Scientists recently departed from Pascagoula, Mississippi aboard the NOAA ship Gordon Gunter to collect data to help inform plans to restore marine mammal and seabird populations. The 2-month long vessel survey will be conducted in three legs between June 22nd and August 17th. It will survey more than 3,400 miles of trackline covering the deep waters of the northern Gulf of Mexico. Read our blog series from this survey
During the 2010 Deepwater Horizon oil spill, marine mammals and seabirds died and experienced negative health effects from exposure to oil. While restoration efforts are underway, there is limited data to inform planning, implementation, and evaluation of restoration for marine mammals and seabirds. The Vessel Surveys For Abundance and Distribution of Marine Mammals and Seabirds project (PDF, 20 Pages) will address these critical data gaps.

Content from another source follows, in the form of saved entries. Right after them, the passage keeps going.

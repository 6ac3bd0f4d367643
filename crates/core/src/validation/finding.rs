//! Validation finding types.

use serde::{Deserialize, Serialize};

use crate::types::EntityKind;

/// Whether a finding blocks the import or is informational.
#[derive(Debug, Clone, Copy, Serialize, Deserialize, PartialEq, Eq, Hash)]
#[serde(rename_all = "lowercase")]
pub enum Severity {
    Error,
    Warning,
}

/// Error taxonomy shared by findings and execution failures.
#[derive(Debug, Clone, Copy, Serialize, Deserialize, PartialEq, Eq, Hash)]
#[serde(rename_all = "snake_case")]
pub enum ErrorCategory {
    /// Missing or invalid workbook structure. Fatal before validation.
    Structural,
    /// Per-row problems. Errors block submission, warnings do not.
    Validation,
    /// Dangling or circular references. Always blocking.
    Reference,
    /// A batch item failed against the remote service.
    Execution,
}

impl ErrorCategory {
    pub fn as_str(&self) -> &'static str {
        match self {
            Self::Structural => "structural",
            Self::Validation => "validation",
            Self::Reference => "reference",
            Self::Execution => "execution",
        }
    }
}

/// What a finding is about.
#[derive(Debug, Clone, Copy, Serialize, Deserialize, PartialEq, Eq, Hash, PartialOrd, Ord)]
#[serde(rename_all = "snake_case")]
pub enum FindingKind {
    MissingField,
    InvalidValue,
    InvalidJson,
    UnknownColumn,
    DuplicateCode,
    MissingReference,
    CircularReference,
    InactiveReference,
}

impl FindingKind {
    pub fn as_str(&self) -> &'static str {
        match self {
            Self::MissingField => "missing_field",
            Self::InvalidValue => "invalid_value",
            Self::InvalidJson => "invalid_json",
            Self::UnknownColumn => "unknown_column",
            Self::DuplicateCode => "duplicate_code",
            Self::MissingReference => "missing_reference",
            Self::CircularReference => "circular_reference",
            Self::InactiveReference => "inactive_reference",
        }
    }

    /// Human-readable label used when grouping findings for display.
    pub fn label(&self) -> &'static str {
        match self {
            Self::MissingField => "Missing required field",
            Self::InvalidValue => "Invalid value",
            Self::InvalidJson => "Invalid JSON",
            Self::UnknownColumn => "Unknown column",
            Self::DuplicateCode => "Duplicate code",
            Self::MissingReference => "Missing reference",
            Self::CircularReference => "Circular reference",
            Self::InactiveReference => "Inactive reference",
        }
    }

    pub fn category(&self) -> ErrorCategory {
        match self {
            Self::MissingReference | Self::CircularReference => ErrorCategory::Reference,
            _ => ErrorCategory::Validation,
        }
    }

    /// Remediation hint attached to new findings unless overridden.
    pub fn default_suggestion(&self) -> &'static str {
        match self {
            Self::MissingField => "Fill in the empty cell",
            Self::InvalidValue => "Correct the cell to the expected type",
            Self::InvalidJson => "Enter valid JSON, e.g. {\"key\": \"value\"}, or leave the cell empty",
            Self::UnknownColumn => "Remove or rename the column; it will be ignored",
            Self::DuplicateCode => "Give each row a unique code or remove the duplicate row",
            Self::MissingReference => {
                "Add the referenced row to the file or use a code that already exists"
            }
            Self::CircularReference => "Break the loop by changing one of the parent codes",
            Self::InactiveReference => "Point the row at an active position or reactivate it",
        }
    }
}

impl std::fmt::Display for FindingKind {
    fn fmt(&self, f: &mut std::fmt::Formatter<'_>) -> std::fmt::Result {
        f.write_str(self.as_str())
    }
}

/// A single structured validation result.
///
/// Constructed via [`ValidationFinding::error`] or
/// [`ValidationFinding::warning`] and enriched with the `with_*` builder
/// methods. `row` is the 1-based data row; `0` refers to the header row.
#[derive(Debug, Clone, PartialEq, Serialize, Deserialize)]
pub struct ValidationFinding {
    pub kind: FindingKind,
    pub severity: Severity,
    pub category: ErrorCategory,
    pub sheet: EntityKind,
    pub row: usize,
    #[serde(skip_serializing_if = "Option::is_none")]
    pub column: Option<String>,
    #[serde(skip_serializing_if = "Option::is_none")]
    pub field: Option<String>,
    #[serde(skip_serializing_if = "Option::is_none")]
    pub value: Option<serde_json::Value>,
    pub message: String,
    #[serde(skip_serializing_if = "Option::is_none")]
    pub suggestion: Option<String>,
    #[serde(default, skip_serializing_if = "Vec::is_empty")]
    pub affected_keys: Vec<String>,
}

impl ValidationFinding {
    fn new(
        kind: FindingKind,
        severity: Severity,
        sheet: EntityKind,
        row: usize,
        message: impl Into<String>,
    ) -> Self {
        Self {
            kind,
            severity,
            category: kind.category(),
            sheet,
            row,
            column: None,
            field: None,
            value: None,
            message: message.into(),
            suggestion: Some(kind.default_suggestion().to_string()),
            affected_keys: Vec::new(),
        }
    }

    /// A blocking finding.
    pub fn error(
        kind: FindingKind,
        sheet: EntityKind,
        row: usize,
        message: impl Into<String>,
    ) -> Self {
        Self::new(kind, Severity::Error, sheet, row, message)
    }

    /// An advisory finding.
    pub fn warning(
        kind: FindingKind,
        sheet: EntityKind,
        row: usize,
        message: impl Into<String>,
    ) -> Self {
        Self::new(kind, Severity::Warning, sheet, row, message)
    }

    pub fn with_column(mut self, column: impl Into<String>) -> Self {
        self.column = Some(column.into());
        self
    }

    pub fn with_field(mut self, field: impl Into<String>) -> Self {
        self.field = Some(field.into());
        self
    }

    pub fn with_value(mut self, value: impl Into<serde_json::Value>) -> Self {
        self.value = Some(value.into());
        self
    }

    pub fn with_suggestion(mut self, suggestion: impl Into<String>) -> Self {
        self.suggestion = Some(suggestion.into());
        self
    }

    pub fn with_affected_keys(mut self, keys: Vec<String>) -> Self {
        self.affected_keys = keys;
        self
    }

    /// Blocking findings make the import non-submittable.
    pub fn is_blocking(&self) -> bool {
        self.severity == Severity::Error
    }
}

This survey will employ the same methods used 5 years ago during the Gulf of Mexico Marine Assessment Program for Protected Species study. The ship will survey along predetermined tracklines, and two observer teams will conduct visual surveys for marine mammals and seabirds. The marine mammal observers will spend most of their time looking through “big eyes” (giant binoculars) searching for animals. Once they spot a marine mammal, they will identify the species, determine the group size, and take photos. The seabird observers will perform similar tasks using handheld binoculars. There will also be an acoustic team listening for and recording marine mammal vocalizations using a towed array of hydrophones to help add to the data collected by the visual observers.
The Gulf of Mexico Marine Assessment Program for Protected Species study estimated the abundance of marine mammals. It used statistical models to create maps showing the spatial distribution of marine mammals and their habitats. The study also identified possible decreases in the abundance of some oceanic dolphins and changes in the spatial distribution of sperm whales during the last 10 years. This new survey will determine if these trends are continuing by gathering additional data on how many marine mammals and seabirds are in the area and where they are found.
These data and updated models will inform long term conservation and management of marine mammal and seabird populations in the Gulf. This will improve the information available to natural resource managers as they try to limit the risks to marine mammal and seabird populations from activities such as aquaculture and wind energy development. The study will help improve restoration planning to make sure that projects are designed to provide the maximum benefits to the species injured during the Deepwater Horizon oil spill.